Redirection rewires a file descriptor for one command before the command runs. Spaces around the operator are optional.

Operator

Effect

> file

Write stdout to file, truncating

>> file

Append stdout

< file

Read stdin from file

2> file

Write stderr to file, truncating

2>> file

Append stderr

2>&1

Merge stderr into stdout

>&2

Write stdout to stderr

&> file

Both streams to file

&>> file

Both streams, appending

< /dev/null

Disconnect stdin

> /dev/null

Discard stdout

2> /dev/null

Discard stderr (use sparingly)

n> file / n< file

Redirect arbitrary fd n

n>&m

Point fd n at the same target as fd m

n>&- / n<&-

Close fd n

<<< "text"

Here-string

<<EOFEOF

Heredoc

Order matters. cmd > all.log 2>&1 sends both streams to all.log. cmd 2>&1 > all.log sends stderr to the terminal and only stdout to the file, because zsh processes redirections left to right and 2>&1 is evaluated before > all.log rebinds fd 1.

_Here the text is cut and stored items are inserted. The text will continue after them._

//! Account management functionality

use bigdecimal::BigDecimal;
use chrono::NaiveDate;
use tracing::{debug, info};

use crate::traits::*;
use crate::types::*;

/// Account manager for chart-of-accounts operations
pub struct AccountManager<S: DossierStorage> {
    pub(crate) storage: S,
    validator: Box<dyn AccountValidator>,
}

impl<S: DossierStorage> AccountManager<S> {
    /// Create a new account manager
    pub fn new(storage: S) -> Self {
        Self {
            storage,
            validator: Box::new(DefaultAccountValidator),
        }
    }

    /// Create a new account manager with a custom validator
    pub fn with_validator(storage: S, validator: Box<dyn AccountValidator>) -> Self {
        Self { storage, validator }
    }

    /// Insert a new account into the chart
    pub async fn insert(&mut self, account: Account) -> LedgerResult<Account> {
        self.validator.validate_account(&account)?;

        if self.storage.get_account(&account.number).await?.is_some() {
            return Err(LedgerError::InvalidData {
                field: "account",
                reason: format!("account '{}' already exists", account.number),
            });
        }

        self.storage.save_account(&account).await?;
        info!(number = %account.number, "created account");

        Ok(account)
    }

    /// Get an account by number
    pub async fn get_by_number(&self, number: &str) -> LedgerResult<Option<Account>> {
        self.storage.get_account(number).await
    }

    /// Get an account by number, failing when absent
    pub async fn get_required(&self, number: &str) -> LedgerResult<Account> {
        self.storage
            .get_account(number)
            .await?
            .ok_or_else(|| LedgerError::AccountNotFound(number.to_string()))
    }

    /// The full chart of accounts, ordered by number
    pub async fn get_dataset(&self) -> LedgerResult<Vec<Account>> {
        self.storage.list_accounts().await
    }

    /// Accounts of one class (first digit of the number)
    pub async fn get_dataset_by_class(&self, class: u8) -> LedgerResult<Vec<Account>> {
        let accounts = self.storage.list_accounts().await?;
        Ok(accounts
            .into_iter()
            .filter(|a| a.class() == Some(class))
            .collect())
    }

    /// Update an existing account
    pub async fn update(&mut self, account: &Account) -> LedgerResult<()> {
        self.validator.validate_account(account)?;

        if self.storage.get_account(&account.number).await?.is_none() {
            return Err(LedgerError::AccountNotFound(account.number.clone()));
        }

        self.storage.update_account(account).await
    }

    /// Whether the account owns no entry and may be deleted
    ///
    /// Deleted-status entries still count as references.
    pub async fn is_deletable(&self, number: &str) -> LedgerResult<bool> {
        Ok(self.storage.account_entry_count(number).await? == 0)
    }

    /// Delete an account, refused while any entry references it
    pub async fn delete(&mut self, number: &str) -> LedgerResult<()> {
        if self.storage.get_account(number).await?.is_none() {
            return Err(LedgerError::AccountNotFound(number.to_string()));
        }

        if !self.is_deletable(number).await? {
            return Err(LedgerError::InvalidData {
                field: "account",
                reason: format!("account '{number}' still owns entries"),
            });
        }

        self.storage.delete_account(number).await?;
        info!(number, "deleted account");
        Ok(())
    }

    /// Direct and indirect children of an account, by number prefix
    pub async fn get_children(&self, number: &str) -> LedgerResult<Vec<Account>> {
        let accounts = self.storage.list_accounts().await?;
        Ok(accounts
            .into_iter()
            .filter(|a| a.is_child_of(number))
            .collect())
    }

    /// Whether the account has at least one child
    pub async fn has_children(&self, number: &str) -> LedgerResult<bool> {
        Ok(!self.get_children(number).await?.is_empty())
    }

    /// Max effect date touched on the account, across the rough, validated
    /// and future entry sets
    pub async fn get_global_deffect(&self, number: &str) -> LedgerResult<Option<NaiveDate>> {
        let mut max = None;
        for status in [
            EntryStatus::Validated,
            EntryStatus::Rough,
            EntryStatus::Future,
        ] {
            let candidate = self.storage.max_effect_date(number, status).await?;
            max = match (max, candidate) {
                (None, c) => c,
                (m, None) => m,
                (Some(m), Some(c)) => Some(m.max(c)),
            };
        }
        Ok(max)
    }

    /// Snapshot the account's current global balance under the given date
    ///
    /// Archived rows are append-only; re-archiving an already archived date
    /// overwrites only that date's row.
    pub async fn archive_balances(
        &mut self,
        number: &str,
        date: NaiveDate,
    ) -> LedgerResult<Account> {
        let mut account = self.get_required(number).await?;

        let snapshot = ArchivedBalance {
            date,
            debit: account.global_debit(),
            credit: account.global_credit(),
        };

        match account.archived.iter_mut().find(|a| a.date == date) {
            Some(existing) => *existing = snapshot,
            None => {
                account.archived.push(snapshot);
                account.archived.sort_by_key(|a| a.date);
            }
        }
        account.updated_at = chrono::Utc::now().naive_utc();

        self.storage.update_account(&account).await?;
        debug!(number, %date, "archived account balances");

        Ok(account)
    }
}

#[cfg(test)]
mod tests {
    use super::*;
    use crate::utils::memory_storage::MemoryStorage;

    fn date(y: i32, m: u32, d: u32) -> NaiveDate {
        NaiveDate::from_ymd_opt(y, m, d).unwrap()
    }

    fn account(number: &str, label: &str) -> Account {
        Account::new(number.to_string(), label.to_string(), "EUR".to_string())
    }

    #[tokio::test]
    async fn test_insert_rejects_duplicates_and_bad_numbers() {
        let mut manager = AccountManager::new(MemoryStorage::new());

        manager.insert(account("411000", "Clients")).await.unwrap();

        let duplicate = manager.insert(account("411000", "Again")).await;
        assert!(matches!(
            duplicate,
            Err(LedgerError::InvalidData {
                field: "account",
                ..
            })
        ));

        let bad = manager.insert(account("X000", "Bad class")).await;
        assert!(bad.is_err());
    }

    #[tokio::test]
    async fn test_children_by_prefix() {
        let mut manager = AccountManager::new(MemoryStorage::new());

        let mut root = account("411", "Clients");
        root.root = true;
        manager.insert(root).await.unwrap();
        manager.insert(account("411000", "General")).await.unwrap();
        manager.insert(account("411100", "Export")).await.unwrap();
        manager.insert(account("512000", "Bank")).await.unwrap();

        let children = manager.get_children("411").await.unwrap();
        assert_eq!(children.len(), 2);
        assert!(manager.has_children("411").await.unwrap());
        assert!(!manager.has_children("512000").await.unwrap());
    }

    #[tokio::test]
    async fn test_archive_overwrites_same_date_only() {
        let mut manager = AccountManager::new(MemoryStorage::new());

        let mut a = account("411000", "Clients");
        a.rough_debit = BigDecimal::from(100);
        manager.insert(a).await.unwrap();

        manager
            .archive_balances("411000", date(2024, 3, 31))
            .await
            .unwrap();

        let mut a = manager.get_required("411000").await.unwrap();
        a.rough_debit = BigDecimal::from(250);
        manager.update(&a).await.unwrap();

        manager
            .archive_balances("411000", date(2024, 6, 30))
            .await
            .unwrap();
        let archived = manager
            .archive_balances("411000", date(2024, 3, 31))
            .await
            .unwrap();

        assert_eq!(archived.archived.len(), 2);
        assert_eq!(archived.archived[0].date, date(2024, 3, 31));
        assert_eq!(archived.archived[0].debit, BigDecimal::from(250));
        assert_eq!(archived.archived[1].date, date(2024, 6, 30));
    }
}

$ cmd > all.log 2>&1        # both streams → all.log
$ cmd 2>&1 > all.log        # stderr → terminal, stdout → all.log
$ cmd &> all.log            # shorthand for the first form

MULTIOS#

Zsh’s MULTIOS option (on by default) makes one redirection fan out to many destinations. Repeat > to tee, repeat < to concatenate inputs. Cleaner than a real tee call when the operator just wants two copies of the output.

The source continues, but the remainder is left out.